Задача — написать шаблон для развёртывания стека, в котором будут два AWS RDS PostgreSQL инстанса (Oscar и Grover).
К инстансам необходимо обеспечить доступ из другого AWS региона, т.к. EC2 интанс с Tableau сервером находится (пока) в us-west-1 (N. California), а новые RDS сервера — в Ирландии (eu-west-1).
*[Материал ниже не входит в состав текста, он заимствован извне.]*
//! SRU catalogue lookups (DNB, B3Kat, swisscovery) returning MARCXML.

use crate::domain::{LookupError, ParseError, SourceName};
use crate::modules::cataloguing_pro::marc::{CatalogEntry, parse_catalog_entry};
use crate::services::fetcher::QueryExecutor;

use super::catalog::{Endpoint, ResponseFormat};

/// Query one SRU catalogue for `isbn` and parse the first record.
pub async fn fetch_by_isbn(
    executor: &QueryExecutor,
    source: SourceName,
    endpoint: &Endpoint,
    isbn: &str,
) -> Result<CatalogEntry, LookupError> {
    if endpoint.format != ResponseFormat::MarcXml {
        return Err(ParseError(format!("{} does not serve MARCXML", source)).into());
    }

    let url = endpoint.resolve_isbn(isbn);
    let body = executor.fetch(source, &url).await?;
    let entry = parse_catalog_entry(&body)?;

    tracing::debug!(
        "{} ISBN {}: title={:?}, {} RVK notation(s)",
        source,
        isbn,
        entry.title,
        entry.notations.len()
    );

    Ok(entry)
}
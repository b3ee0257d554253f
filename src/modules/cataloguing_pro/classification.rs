// Classification Helpers

use once_cell::sync::Lazy;
use regex::Regex;

use crate::domain::{CallNumber, ConsolidatedRecord};

/// Value of MARC 084 $2 marking an RVK notation
pub const RVK_SCHEME: &str = "rvk";

/// Placeholder used when the publication date carries no usable year
pub const UNKNOWN_YEAR: &str = "YYYY";

static YEAR_PATTERN: Lazy<Regex> =
    Lazy::new(|| Regex::new(r"(18|19|20)\d\d").expect("year pattern is valid"));

pub fn validate_rvk(notation: &str) -> bool {
    // Two capital letters, a space, then digits (e.g. "SU 680", "LB 15080")
    let mut parts = notation.trim().splitn(2, ' ');
    let letters = parts.next().unwrap_or_default();
    let digits = parts.next().unwrap_or_default().trim();
    !letters.is_empty()
        && letters.len() <= 2
        && letters.chars().all(|c| c.is_ascii_uppercase())
        && !digits.is_empty()
        && digits.chars().all(|c| c.is_ascii_digit())
}

/// First year between 1800 and 2099 appearing anywhere in free-text imprint data.
pub fn extract_year(publication_date: &str) -> Option<&str> {
    YEAR_PATTERN.find(publication_date).map(|m| m.as_str())
}

/// `"{notation without spaces} {year}"` from the first consolidated code.
pub fn synthesize_call_number(
    record: &ConsolidatedRecord,
    publication_date: Option<&str>,
) -> CallNumber {
    let Some(code) = record.unique_codes.first() else {
        return CallNumber { prefix: None };
    };

    let notation: String = code.notation.chars().filter(|c| !c.is_whitespace()).collect();
    let year = publication_date
        .and_then(extract_year)
        .unwrap_or(UNKNOWN_YEAR);

    CallNumber {
        prefix: Some(format!("{} {}", notation, year)),
    }
}
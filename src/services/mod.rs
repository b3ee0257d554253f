//! Services Layer
//!
//! Request execution, per-record source orchestration, consolidation and the
//! batch pipeline that ties them together.

pub mod consolidation;
pub mod fetcher;
pub mod lookup_service;
pub mod pipeline;

pub use consolidation::consolidate;
pub use fetcher::{FetchStats, QueryExecutor};
pub use lookup_service::SourceQueryOrchestrator;
pub use pipeline::BatchPipeline;
//! Source query orchestrator
//!
//! Queries every configured catalogue for one ISBN, in fixed order, and
//! resolves a label for each RVK notation found. A failing source is
//! recorded and skipped; only cancellation and cache failure escape.

use std::collections::HashMap;
use std::sync::Arc;
use std::time::Duration;

use crate::domain::{
    ClassificationCode, LookupError, PipelineError, SchedulingGate, SourceName, SourceResult,
};
use crate::modules::cataloguing_pro::classification::validate_rvk;
use crate::modules::integrations::{EndpointCatalog, LabelResolver, sru};

use super::fetcher::QueryExecutor;

pub struct SourceQueryOrchestrator {
    executor: Arc<QueryExecutor>,
    catalog: EndpointCatalog,
    gate: Arc<dyn SchedulingGate>,
    record_pause: Duration,
}

impl SourceQueryOrchestrator {
    pub fn new(
        executor: Arc<QueryExecutor>,
        catalog: EndpointCatalog,
        gate: Arc<dyn SchedulingGate>,
        record_pause: Duration,
    ) -> Self {
        Self {
            executor,
            catalog,
            gate,
            record_pause,
        }
    }

    pub fn executor(&self) -> &QueryExecutor {
        &self.executor
    }

    /// Query all sources for `isbn`, then pause before returning.
    pub async fn lookup(&self, isbn: &str) -> Result<Vec<SourceResult>, PipelineError> {
        let mut results = Vec::new();
        // Labels already resolved for this record, shared across sources
        let mut labels: HashMap<String, String> = HashMap::new();

        for source in self.catalog.bibliographic_sources() {
            let result = match self.query_source(source, isbn, &mut labels).await {
                Ok(result) => result,
                Err(e) if e.is_fatal() => return Err(fatal(e)),
                Err(e) => {
                    tracing::warn!("{} lookup for ISBN {} failed: {}", source, isbn, e);
                    SourceResult::failed(source, &e)
                }
            };
            results.push(result);
        }

        self.gate.sleep(self.record_pause).await;

        Ok(results)
    }

    async fn query_source(
        &self,
        source: SourceName,
        isbn: &str,
        labels: &mut HashMap<String, String>,
    ) -> Result<SourceResult, LookupError> {
        let Some(endpoint) = self.catalog.get(source) else {
            return Ok(SourceResult::found(source, None, None, Vec::new()));
        };

        let entry = sru::fetch_by_isbn(&self.executor, source, endpoint, isbn).await?;

        let mut codes = Vec::with_capacity(entry.notations.len());
        for notation in entry.notations {
            if !validate_rvk(&notation) {
                tracing::debug!("{} returned unusual RVK notation '{}'", source, notation);
            }
            let label = self.label_for(&notation, labels).await?;
            codes.push(ClassificationCode {
                notation,
                label,
            });
        }

        Ok(SourceResult::found(source, entry.title, entry.author, codes))
    }

    async fn label_for(
        &self,
        notation: &str,
        labels: &mut HashMap<String, String>,
    ) -> Result<Option<String>, LookupError> {
        if let Some(label) = labels.get(notation) {
            return Ok(Some(label.clone()));
        }

        let Some(endpoint) = self.catalog.get(SourceName::Rvk) else {
            return Ok(None);
        };

        let label = LabelResolver::new(&self.executor, endpoint)
            .resolve_label(notation)
            .await?;
        labels.insert(notation.to_string(), label.clone());
        Ok(Some(label))
    }
}

fn fatal(e: LookupError) -> PipelineError {
    match e {
        LookupError::Fetch(crate::domain::FetchError::Storage(msg)) => PipelineError::Cache(msg),
        _ => PipelineError::Cancelled { completed: 0 },
    }
}
// MARC Record Parser
// Reads MARCXML (MARC 21 slim), bare or wrapped in an SRU searchRetrieve response.

use quick_xml::events::{BytesStart, Event};
use quick_xml::reader::Reader;

use crate::domain::ParseError;

use super::classification::RVK_SCHEME;

const TITLE_TAG: &str = "245";
const CLASSIFICATION_TAG: &str = "084";
const TITLE_SEPARATOR: &str = " : ";
const AUTHOR_SEPARATOR: &str = "; ";

#[derive(Debug, Clone, Default, PartialEq)]
pub struct MarcRecord {
    pub leader: String,
    pub fields: Vec<MarcField>,
}

#[derive(Debug, Clone, Default, PartialEq)]
pub struct MarcField {
    pub tag: String,
    pub subfields: Vec<(String, String)>,
}

impl MarcField {
    /// Values of every subfield with this code, in document order
    pub fn values<'a>(&'a self, code: &'a str) -> impl Iterator<Item = &'a str> + 'a {
        self.subfields
            .iter()
            .filter(move |(c, _)| c == code)
            .map(|(_, v)| v.as_str())
    }

    pub fn first<'a>(&'a self, code: &'a str) -> Option<&'a str> {
        self.values(code).next()
    }
}

impl MarcRecord {
    pub fn datafields<'a>(&'a self, tag: &'a str) -> impl Iterator<Item = &'a MarcField> + 'a {
        self.fields.iter().filter(move |f| f.tag == tag)
    }
}

/// Title, author and RVK notations pulled from one bibliographic record.
#[derive(Debug, Clone, Default, PartialEq)]
pub struct CatalogEntry {
    pub title: Option<String>,
    pub author: Option<String>,
    pub notations: Vec<String>,
}

/// Parse the first MARC record in `xml`.
///
/// A response without any record yields an empty `MarcRecord`. Only markup
/// that is not well-formed is an error.
pub fn parse_marc_xml(xml: &[u8]) -> Result<MarcRecord, ParseError> {
    let mut reader = Reader::from_reader(xml);
    reader.trim_text(true);

    let mut record = MarcRecord::default();
    let mut buf = Vec::new();

    let mut current_field: Option<MarcField> = None;
    let mut current_code: Option<String> = None;
    let mut in_leader = false;
    let mut text = String::new();
    let mut seen_content = false;
    let mut depth: usize = 0;

    loop {
        match reader.read_event_into(&mut buf) {
            Ok(Event::Start(e)) => {
                depth += 1;
                match e.local_name().as_ref() {
                    b"datafield" => {
                        current_field = Some(MarcField {
                            tag: attribute(&e, b"tag").unwrap_or_default(),
                            subfields: Vec::new(),
                        });
                        seen_content = true;
                    }
                    b"subfield" => {
                        current_code = Some(attribute(&e, b"code").unwrap_or_default());
                        text.clear();
                    }
                    b"leader" => {
                        in_leader = true;
                        text.clear();
                    }
                    b"controlfield" => seen_content = true,
                    _ => {}
                }
            }
            Ok(Event::Empty(e)) => {
                // <subfield code="a"/> carries an empty value
                if e.local_name().as_ref() == b"subfield"
                    && let Some(field) = current_field.as_mut()
                {
                    field
                        .subfields
                        .push((attribute(&e, b"code").unwrap_or_default(), String::new()));
                }
            }
            Ok(Event::Text(e)) => {
                if current_code.is_some() || in_leader {
                    let unescaped = e
                        .unescape()
                        .map_err(|err| ParseError(format!("XML entity error: {}", err)))?;
                    text.push_str(&unescaped);
                }
            }
            Ok(Event::CData(e)) => {
                if current_code.is_some() || in_leader {
                    text.push_str(&String::from_utf8_lossy(&e.into_inner()));
                }
            }
            Ok(Event::End(e)) => {
                depth = depth.saturating_sub(1);
                match e.local_name().as_ref() {
                    b"subfield" => {
                        if let (Some(code), Some(field)) =
                            (current_code.take(), current_field.as_mut())
                        {
                            field.subfields.push((code, text.trim().to_string()));
                        }
                        text.clear();
                    }
                    b"datafield" => {
                        if let Some(field) = current_field.take() {
                            record.fields.push(field);
                        }
                    }
                    b"leader" => {
                        record.leader = text.trim().to_string();
                        in_leader = false;
                        text.clear();
                    }
                    // SRU responses nest the MARC record inside an outer <record>;
                    // the first inner record that closes is the one we keep.
                    b"record" if seen_content => break,
                    _ => {}
                }
            }
            Ok(Event::Eof) => {
                if depth > 0 {
                    return Err(ParseError("unexpected end of document".to_string()));
                }
                break;
            }
            Err(e) => return Err(ParseError(format!("XML parse error: {}", e))),
            _ => (),
        }
        buf.clear();
    }

    Ok(record)
}

fn attribute(e: &BytesStart<'_>, key: &[u8]) -> Option<String> {
    e.attributes()
        .flatten()
        .find(|a| a.key.as_ref() == key)
        .map(|a| String::from_utf8_lossy(&a.value).trim().to_string())
}

/// Title from 245 $a and $b, author from 245 $c, notations from every 084
/// field whose $2 is exactly `rvk`.
pub fn catalog_entry(record: &MarcRecord) -> CatalogEntry {
    let title_field = record.datafields(TITLE_TAG).next();

    let title = title_field
        .map(|f| {
            f.subfields
                .iter()
                .filter(|(code, _)| code == "a" || code == "b")
                .map(|(_, v)| v.trim())
                .filter(|v| !v.is_empty())
                .collect::<Vec<_>>()
                .join(TITLE_SEPARATOR)
                .trim()
                .to_string()
        })
        .filter(|t| !t.is_empty());

    let author = title_field
        .map(|f| {
            f.values("c")
                .map(str::trim)
                .filter(|v| !v.is_empty())
                .collect::<Vec<_>>()
                .join(AUTHOR_SEPARATOR)
                .trim()
                .to_string()
        })
        .filter(|a| !a.is_empty());

    let notations = record
        .datafields(CLASSIFICATION_TAG)
        .filter(|f| f.values("2").any(|scheme| scheme == RVK_SCHEME))
        .filter_map(|f| f.first("a"))
        .map(str::trim)
        .filter(|n| !n.is_empty())
        .map(str::to_string)
        .collect();

    CatalogEntry {
        title,
        author,
        notations,
    }
}

/// Parse a raw catalogue response straight into a `CatalogEntry`.
pub fn parse_catalog_entry(xml: &[u8]) -> Result<CatalogEntry, ParseError> {
    parse_marc_xml(xml).map(|record| catalog_entry(&record))
}
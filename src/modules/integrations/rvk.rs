//! RVK classification label lookup via the Regensburg RVK API.
//!
//! The API answers with a node document, e.g. for `SU 680`:
//! `{"node": {"notation": "SU 680", "benennung": "IBM", ...}}`

use serde::Deserialize;

use crate::domain::{FetchError, LookupError, ParseError, SourceName, UNKNOWN_LABEL};
use crate::services::fetcher::QueryExecutor;

use super::catalog::Endpoint;

#[derive(Debug, Deserialize)]
struct RvkResponse {
    node: Option<RvkNode>,
}

#[derive(Debug, Deserialize)]
struct RvkNode {
    benennung: Option<String>,
}

/// Extract the label from an RVK node document.
///
/// Valid JSON without a label gives `None`; invalid JSON is a `ParseError`.
pub fn parse_label(body: &[u8]) -> Result<Option<String>, ParseError> {
    let parsed: RvkResponse = serde_json::from_slice(body)
        .map_err(|e| ParseError(format!("Failed to parse RVK JSON: {}", e)))?;

    Ok(parsed
        .node
        .and_then(|n| n.benennung)
        .map(|label| label.trim().to_string())
        .filter(|label| !label.is_empty()))
}

pub struct LabelResolver<'a> {
    executor: &'a QueryExecutor,
    endpoint: &'a Endpoint,
}

impl<'a> LabelResolver<'a> {
    pub fn new(executor: &'a QueryExecutor, endpoint: &'a Endpoint) -> Self {
        Self { executor, endpoint }
    }

    /// Resolve the label of `notation`.
    ///
    /// A missing label, and a label request that keeps timing out, both give
    /// the `"Unknown"` sentinel. HTTP and network errors are returned.
    pub async fn resolve_label(&self, notation: &str) -> Result<String, LookupError> {
        let url = self.endpoint.resolve_notation(notation);

        let body = match self.executor.fetch(SourceName::Rvk, &url).await {
            Ok(body) => body,
            Err(FetchError::Timeout { attempts, .. }) => {
                tracing::warn!(
                    "RVK label for '{}' timed out after {} attempts, using '{}'",
                    notation,
                    attempts,
                    UNKNOWN_LABEL
                );
                return Ok(UNKNOWN_LABEL.to_string());
            }
            Err(e) => return Err(e.into()),
        };

        match parse_label(&body)? {
            Some(label) => Ok(label),
            None => {
                tracing::warn!("RVK node '{}' has no label", notation);
                Ok(UNKNOWN_LABEL.to_string())
            }
        }
    }
}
Поэтому — подсети в VPC будут публичными, ограничение доступа будет реализовано на уровне DB Security Group (подробнее — в документации), а для шифрования трафика между Tableau и RDS будет применяться TLS/SSL.
Содержание
Подготовка
IAM пользователь
Создаём пользователя, подключаем ему роли.
Одна есть в AWS IAM по умолчанию — arn:aws:iam::aws:policy/AmazonRDSFullAccess.
Вторую — создаём руками. Можно просто скопировать из существующей роли AWSCloudFormationReadOnlyAccess, и отредактировать:
{
"Version": "2012-10-17",
"Statement": [
{
"Effect": "Allow",
"Action": [
"cloudformation:*"
],
"Resource": "*"
}
]
}
Третья — тоже есть в IAM, AmazonVPCFullAccess.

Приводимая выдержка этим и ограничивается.